## PROBLEM REQUIREMENTS
For the data below, give the number of lines that include the word "params" and nothing else.

### EXTRACTED RECORDS ###

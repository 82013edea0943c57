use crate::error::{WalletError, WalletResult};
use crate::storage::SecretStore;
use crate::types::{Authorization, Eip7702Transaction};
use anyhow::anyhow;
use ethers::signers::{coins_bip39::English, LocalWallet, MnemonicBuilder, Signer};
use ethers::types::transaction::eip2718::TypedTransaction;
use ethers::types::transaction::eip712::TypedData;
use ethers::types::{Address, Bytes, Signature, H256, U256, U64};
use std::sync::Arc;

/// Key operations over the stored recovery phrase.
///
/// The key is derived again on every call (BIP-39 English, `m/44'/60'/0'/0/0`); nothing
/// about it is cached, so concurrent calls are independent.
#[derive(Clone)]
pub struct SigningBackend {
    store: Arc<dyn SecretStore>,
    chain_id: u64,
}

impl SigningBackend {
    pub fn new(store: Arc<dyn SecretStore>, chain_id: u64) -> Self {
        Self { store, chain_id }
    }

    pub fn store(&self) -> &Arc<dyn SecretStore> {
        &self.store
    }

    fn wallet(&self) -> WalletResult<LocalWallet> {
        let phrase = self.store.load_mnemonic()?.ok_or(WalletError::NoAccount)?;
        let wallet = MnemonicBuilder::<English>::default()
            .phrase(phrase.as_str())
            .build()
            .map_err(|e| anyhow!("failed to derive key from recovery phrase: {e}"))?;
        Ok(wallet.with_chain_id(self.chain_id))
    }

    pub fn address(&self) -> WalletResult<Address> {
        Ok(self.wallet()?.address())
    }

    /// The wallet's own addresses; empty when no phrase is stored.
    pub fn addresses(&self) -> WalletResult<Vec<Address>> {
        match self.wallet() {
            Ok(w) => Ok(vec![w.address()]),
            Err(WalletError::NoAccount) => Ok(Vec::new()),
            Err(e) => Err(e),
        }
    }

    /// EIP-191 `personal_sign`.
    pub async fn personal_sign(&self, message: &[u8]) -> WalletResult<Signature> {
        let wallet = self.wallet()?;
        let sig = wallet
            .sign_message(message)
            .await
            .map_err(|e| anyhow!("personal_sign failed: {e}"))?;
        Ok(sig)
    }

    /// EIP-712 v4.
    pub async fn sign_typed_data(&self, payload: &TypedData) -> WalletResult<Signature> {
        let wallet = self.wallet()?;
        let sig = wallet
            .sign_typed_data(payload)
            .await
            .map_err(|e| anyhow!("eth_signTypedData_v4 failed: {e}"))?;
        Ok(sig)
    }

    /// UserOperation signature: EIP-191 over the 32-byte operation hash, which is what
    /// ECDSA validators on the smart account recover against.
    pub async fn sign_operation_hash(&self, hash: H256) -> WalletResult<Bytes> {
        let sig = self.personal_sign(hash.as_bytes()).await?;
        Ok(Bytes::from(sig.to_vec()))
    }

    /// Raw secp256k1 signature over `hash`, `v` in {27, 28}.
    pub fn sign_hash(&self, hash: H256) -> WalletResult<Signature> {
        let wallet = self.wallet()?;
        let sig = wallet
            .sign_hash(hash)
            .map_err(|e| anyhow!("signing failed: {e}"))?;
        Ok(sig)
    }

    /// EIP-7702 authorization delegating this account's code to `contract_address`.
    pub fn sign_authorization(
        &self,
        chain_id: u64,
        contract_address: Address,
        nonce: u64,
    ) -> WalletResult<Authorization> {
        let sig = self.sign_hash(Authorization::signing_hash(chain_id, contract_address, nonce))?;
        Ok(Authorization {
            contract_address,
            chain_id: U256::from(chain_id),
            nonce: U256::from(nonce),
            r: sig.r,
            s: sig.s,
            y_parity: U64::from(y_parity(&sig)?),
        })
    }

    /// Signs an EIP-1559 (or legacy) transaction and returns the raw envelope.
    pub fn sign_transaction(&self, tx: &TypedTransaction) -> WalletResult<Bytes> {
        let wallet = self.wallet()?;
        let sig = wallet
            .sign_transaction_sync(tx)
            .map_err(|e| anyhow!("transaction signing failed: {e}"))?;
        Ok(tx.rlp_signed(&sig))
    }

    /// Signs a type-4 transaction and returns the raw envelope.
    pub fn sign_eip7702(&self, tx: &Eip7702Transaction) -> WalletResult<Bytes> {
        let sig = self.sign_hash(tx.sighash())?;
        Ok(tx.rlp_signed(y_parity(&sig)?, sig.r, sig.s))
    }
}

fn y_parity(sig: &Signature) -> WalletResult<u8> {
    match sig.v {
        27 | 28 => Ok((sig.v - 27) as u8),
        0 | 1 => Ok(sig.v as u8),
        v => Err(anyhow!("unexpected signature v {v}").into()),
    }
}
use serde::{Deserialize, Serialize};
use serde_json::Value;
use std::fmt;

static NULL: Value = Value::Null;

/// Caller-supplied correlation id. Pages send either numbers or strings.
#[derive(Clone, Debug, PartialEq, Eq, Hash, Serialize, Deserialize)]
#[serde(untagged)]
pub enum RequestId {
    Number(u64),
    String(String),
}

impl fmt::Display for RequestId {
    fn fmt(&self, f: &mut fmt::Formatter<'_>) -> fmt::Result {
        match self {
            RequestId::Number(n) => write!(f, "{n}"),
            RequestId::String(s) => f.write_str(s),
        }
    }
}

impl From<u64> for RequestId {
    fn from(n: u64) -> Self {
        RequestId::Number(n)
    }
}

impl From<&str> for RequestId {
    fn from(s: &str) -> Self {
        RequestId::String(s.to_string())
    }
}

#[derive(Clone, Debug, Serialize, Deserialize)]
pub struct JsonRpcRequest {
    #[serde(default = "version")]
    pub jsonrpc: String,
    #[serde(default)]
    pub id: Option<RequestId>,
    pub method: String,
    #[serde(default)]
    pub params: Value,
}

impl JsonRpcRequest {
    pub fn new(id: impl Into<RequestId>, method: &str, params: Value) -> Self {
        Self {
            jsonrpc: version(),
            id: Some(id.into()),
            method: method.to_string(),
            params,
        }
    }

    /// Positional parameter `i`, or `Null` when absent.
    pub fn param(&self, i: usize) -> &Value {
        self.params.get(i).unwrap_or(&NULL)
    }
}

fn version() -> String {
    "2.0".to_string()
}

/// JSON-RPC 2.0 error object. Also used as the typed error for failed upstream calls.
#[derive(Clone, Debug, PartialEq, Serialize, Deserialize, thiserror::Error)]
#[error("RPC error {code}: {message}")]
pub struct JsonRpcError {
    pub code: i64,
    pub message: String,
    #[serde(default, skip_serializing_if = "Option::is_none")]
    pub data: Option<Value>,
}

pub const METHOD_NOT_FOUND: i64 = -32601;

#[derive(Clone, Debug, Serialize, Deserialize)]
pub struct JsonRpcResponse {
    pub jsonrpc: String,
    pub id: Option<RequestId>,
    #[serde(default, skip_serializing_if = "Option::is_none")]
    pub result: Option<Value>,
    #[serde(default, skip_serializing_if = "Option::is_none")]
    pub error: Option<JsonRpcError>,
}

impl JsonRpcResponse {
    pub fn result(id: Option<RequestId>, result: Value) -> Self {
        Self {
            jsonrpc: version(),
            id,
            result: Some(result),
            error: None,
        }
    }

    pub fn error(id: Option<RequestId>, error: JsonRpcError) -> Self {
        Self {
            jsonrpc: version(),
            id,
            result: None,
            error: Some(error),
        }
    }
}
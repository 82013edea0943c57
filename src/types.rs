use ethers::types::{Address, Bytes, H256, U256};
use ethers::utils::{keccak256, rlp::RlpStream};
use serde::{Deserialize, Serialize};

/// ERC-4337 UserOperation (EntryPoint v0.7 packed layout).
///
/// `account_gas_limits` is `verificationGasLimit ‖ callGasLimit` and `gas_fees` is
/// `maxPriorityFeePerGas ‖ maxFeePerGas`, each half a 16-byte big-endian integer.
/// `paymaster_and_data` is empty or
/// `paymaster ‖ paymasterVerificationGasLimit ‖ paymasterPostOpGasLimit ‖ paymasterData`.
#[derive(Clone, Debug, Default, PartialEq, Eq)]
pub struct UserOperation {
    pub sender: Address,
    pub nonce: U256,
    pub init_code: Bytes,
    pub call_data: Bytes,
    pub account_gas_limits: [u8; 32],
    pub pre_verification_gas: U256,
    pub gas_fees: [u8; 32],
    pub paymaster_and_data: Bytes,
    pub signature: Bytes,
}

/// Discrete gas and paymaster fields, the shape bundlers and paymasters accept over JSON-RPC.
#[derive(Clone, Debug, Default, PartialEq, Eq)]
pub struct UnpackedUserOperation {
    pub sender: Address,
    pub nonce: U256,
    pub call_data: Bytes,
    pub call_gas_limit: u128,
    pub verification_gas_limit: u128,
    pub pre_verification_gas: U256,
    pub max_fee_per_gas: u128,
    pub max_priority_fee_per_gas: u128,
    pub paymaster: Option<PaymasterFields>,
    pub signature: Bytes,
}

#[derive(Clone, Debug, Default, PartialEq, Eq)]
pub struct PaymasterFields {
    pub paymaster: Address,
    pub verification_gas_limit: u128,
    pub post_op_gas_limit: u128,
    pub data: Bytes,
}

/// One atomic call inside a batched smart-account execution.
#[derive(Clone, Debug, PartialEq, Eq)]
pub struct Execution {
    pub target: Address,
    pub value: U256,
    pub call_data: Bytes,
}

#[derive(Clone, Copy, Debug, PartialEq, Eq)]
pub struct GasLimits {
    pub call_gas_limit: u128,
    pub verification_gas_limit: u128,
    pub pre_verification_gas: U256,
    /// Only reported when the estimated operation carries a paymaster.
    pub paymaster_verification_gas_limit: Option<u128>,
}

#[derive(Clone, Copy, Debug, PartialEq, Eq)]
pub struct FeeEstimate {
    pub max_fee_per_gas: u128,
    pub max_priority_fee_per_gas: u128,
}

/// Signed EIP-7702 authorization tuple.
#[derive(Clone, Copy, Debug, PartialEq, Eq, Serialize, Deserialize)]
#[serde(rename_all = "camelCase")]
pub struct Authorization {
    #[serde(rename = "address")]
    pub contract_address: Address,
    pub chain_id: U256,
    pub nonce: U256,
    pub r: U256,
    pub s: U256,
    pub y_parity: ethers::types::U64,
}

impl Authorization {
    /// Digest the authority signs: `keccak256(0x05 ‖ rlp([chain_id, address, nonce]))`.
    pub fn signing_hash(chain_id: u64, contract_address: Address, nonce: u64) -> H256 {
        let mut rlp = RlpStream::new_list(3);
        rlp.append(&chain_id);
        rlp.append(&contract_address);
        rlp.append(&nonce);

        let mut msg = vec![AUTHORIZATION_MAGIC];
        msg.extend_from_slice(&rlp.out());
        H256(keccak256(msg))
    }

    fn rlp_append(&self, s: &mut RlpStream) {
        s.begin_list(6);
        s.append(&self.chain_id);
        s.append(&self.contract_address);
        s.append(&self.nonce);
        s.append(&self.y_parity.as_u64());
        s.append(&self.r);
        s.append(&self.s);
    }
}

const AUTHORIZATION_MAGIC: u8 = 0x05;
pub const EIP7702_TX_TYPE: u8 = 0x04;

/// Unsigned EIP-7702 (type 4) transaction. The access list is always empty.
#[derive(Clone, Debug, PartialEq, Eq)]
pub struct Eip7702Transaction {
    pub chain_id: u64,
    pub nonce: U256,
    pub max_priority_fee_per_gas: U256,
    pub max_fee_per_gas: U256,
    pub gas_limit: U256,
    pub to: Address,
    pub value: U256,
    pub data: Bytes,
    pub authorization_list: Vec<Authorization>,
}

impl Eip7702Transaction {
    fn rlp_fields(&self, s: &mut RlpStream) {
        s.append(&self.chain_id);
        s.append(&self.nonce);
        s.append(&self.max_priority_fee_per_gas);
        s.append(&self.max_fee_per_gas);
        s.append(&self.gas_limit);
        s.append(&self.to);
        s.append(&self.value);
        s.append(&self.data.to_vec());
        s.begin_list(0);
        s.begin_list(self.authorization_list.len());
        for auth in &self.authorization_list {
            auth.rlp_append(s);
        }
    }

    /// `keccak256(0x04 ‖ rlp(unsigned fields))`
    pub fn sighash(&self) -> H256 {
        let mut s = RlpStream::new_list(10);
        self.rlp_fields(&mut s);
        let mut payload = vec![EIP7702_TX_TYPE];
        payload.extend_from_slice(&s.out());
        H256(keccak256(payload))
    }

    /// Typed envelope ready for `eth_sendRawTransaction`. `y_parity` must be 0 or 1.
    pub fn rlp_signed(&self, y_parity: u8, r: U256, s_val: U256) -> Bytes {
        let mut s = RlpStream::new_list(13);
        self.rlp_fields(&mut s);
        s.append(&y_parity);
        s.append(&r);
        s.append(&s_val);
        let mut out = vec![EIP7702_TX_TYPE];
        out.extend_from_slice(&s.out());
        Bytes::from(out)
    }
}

###

## ANSWER AREA
4